◆ AIM OF THE TASK: Of the lines in the data below, write out exactly those from the one holding "impl From<UserError> for" through the one holding "pub enum UserError", both included.

Stored items:
● ● ● ● ● ● ●
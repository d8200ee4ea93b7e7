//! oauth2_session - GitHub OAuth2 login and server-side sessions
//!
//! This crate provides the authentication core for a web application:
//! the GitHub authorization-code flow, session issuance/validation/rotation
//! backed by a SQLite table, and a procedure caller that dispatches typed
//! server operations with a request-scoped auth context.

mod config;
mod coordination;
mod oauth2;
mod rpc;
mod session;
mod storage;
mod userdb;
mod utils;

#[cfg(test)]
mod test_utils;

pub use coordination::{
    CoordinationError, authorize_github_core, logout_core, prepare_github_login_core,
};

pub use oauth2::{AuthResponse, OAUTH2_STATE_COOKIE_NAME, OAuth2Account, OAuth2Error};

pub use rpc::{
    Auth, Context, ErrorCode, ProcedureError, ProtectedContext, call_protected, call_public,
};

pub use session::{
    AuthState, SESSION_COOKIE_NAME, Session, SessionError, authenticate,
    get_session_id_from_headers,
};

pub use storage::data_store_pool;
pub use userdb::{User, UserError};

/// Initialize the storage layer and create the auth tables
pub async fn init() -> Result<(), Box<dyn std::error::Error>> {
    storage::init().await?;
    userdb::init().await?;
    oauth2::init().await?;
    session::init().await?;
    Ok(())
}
● ● ● ● ● ● ●
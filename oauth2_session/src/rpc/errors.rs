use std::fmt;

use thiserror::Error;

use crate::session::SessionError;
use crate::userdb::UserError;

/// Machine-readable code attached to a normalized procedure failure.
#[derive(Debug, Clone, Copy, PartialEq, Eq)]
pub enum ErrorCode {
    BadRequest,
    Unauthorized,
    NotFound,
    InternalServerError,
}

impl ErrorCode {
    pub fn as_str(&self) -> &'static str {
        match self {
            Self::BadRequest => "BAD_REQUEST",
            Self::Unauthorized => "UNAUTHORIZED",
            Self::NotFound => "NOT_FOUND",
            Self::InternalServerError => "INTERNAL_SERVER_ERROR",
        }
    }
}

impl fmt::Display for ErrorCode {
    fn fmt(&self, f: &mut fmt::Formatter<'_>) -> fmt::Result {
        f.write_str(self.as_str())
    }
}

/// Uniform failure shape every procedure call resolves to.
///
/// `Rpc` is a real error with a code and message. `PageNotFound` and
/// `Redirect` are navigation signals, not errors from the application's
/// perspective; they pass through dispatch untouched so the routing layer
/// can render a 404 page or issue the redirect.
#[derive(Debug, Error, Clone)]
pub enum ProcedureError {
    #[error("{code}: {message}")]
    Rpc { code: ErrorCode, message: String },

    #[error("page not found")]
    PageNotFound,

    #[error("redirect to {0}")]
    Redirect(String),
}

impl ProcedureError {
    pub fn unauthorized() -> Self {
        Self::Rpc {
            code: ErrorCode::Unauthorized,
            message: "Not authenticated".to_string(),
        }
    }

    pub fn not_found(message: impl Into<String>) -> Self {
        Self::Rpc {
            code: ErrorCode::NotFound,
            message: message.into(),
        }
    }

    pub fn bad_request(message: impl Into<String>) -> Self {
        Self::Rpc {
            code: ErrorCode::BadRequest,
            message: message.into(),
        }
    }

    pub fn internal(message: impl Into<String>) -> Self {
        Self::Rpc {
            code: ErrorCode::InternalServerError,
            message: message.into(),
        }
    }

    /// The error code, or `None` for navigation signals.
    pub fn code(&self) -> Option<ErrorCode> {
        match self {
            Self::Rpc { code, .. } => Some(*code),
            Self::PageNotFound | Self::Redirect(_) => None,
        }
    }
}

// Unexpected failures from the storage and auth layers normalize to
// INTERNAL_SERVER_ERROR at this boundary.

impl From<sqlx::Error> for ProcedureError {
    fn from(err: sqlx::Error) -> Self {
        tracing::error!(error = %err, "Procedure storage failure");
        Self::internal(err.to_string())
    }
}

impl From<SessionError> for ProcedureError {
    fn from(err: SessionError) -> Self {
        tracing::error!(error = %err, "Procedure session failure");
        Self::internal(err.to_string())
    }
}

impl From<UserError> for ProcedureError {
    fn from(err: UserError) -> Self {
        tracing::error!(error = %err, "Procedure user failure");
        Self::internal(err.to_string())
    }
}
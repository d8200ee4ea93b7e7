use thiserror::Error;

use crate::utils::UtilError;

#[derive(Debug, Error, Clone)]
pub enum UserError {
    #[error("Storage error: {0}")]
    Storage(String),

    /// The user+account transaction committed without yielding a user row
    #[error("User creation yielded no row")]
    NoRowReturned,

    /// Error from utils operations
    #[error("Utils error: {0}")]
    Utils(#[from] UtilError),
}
● ● ● ● ● ● ●
◆ RESPONSE BOX:
impl From<UserError> for ProcedureError {
    fn from(err: UserError) -> Self {
        tracing::error!(error = %err, "Procedure user failure");
        Self::internal(err.to_string())
    }
}
repository d8200ee4ea93b7e7
use thiserror::Error;

use crate::utils::UtilError;

#[derive(Debug, Error, Clone)]
pub enum UserError {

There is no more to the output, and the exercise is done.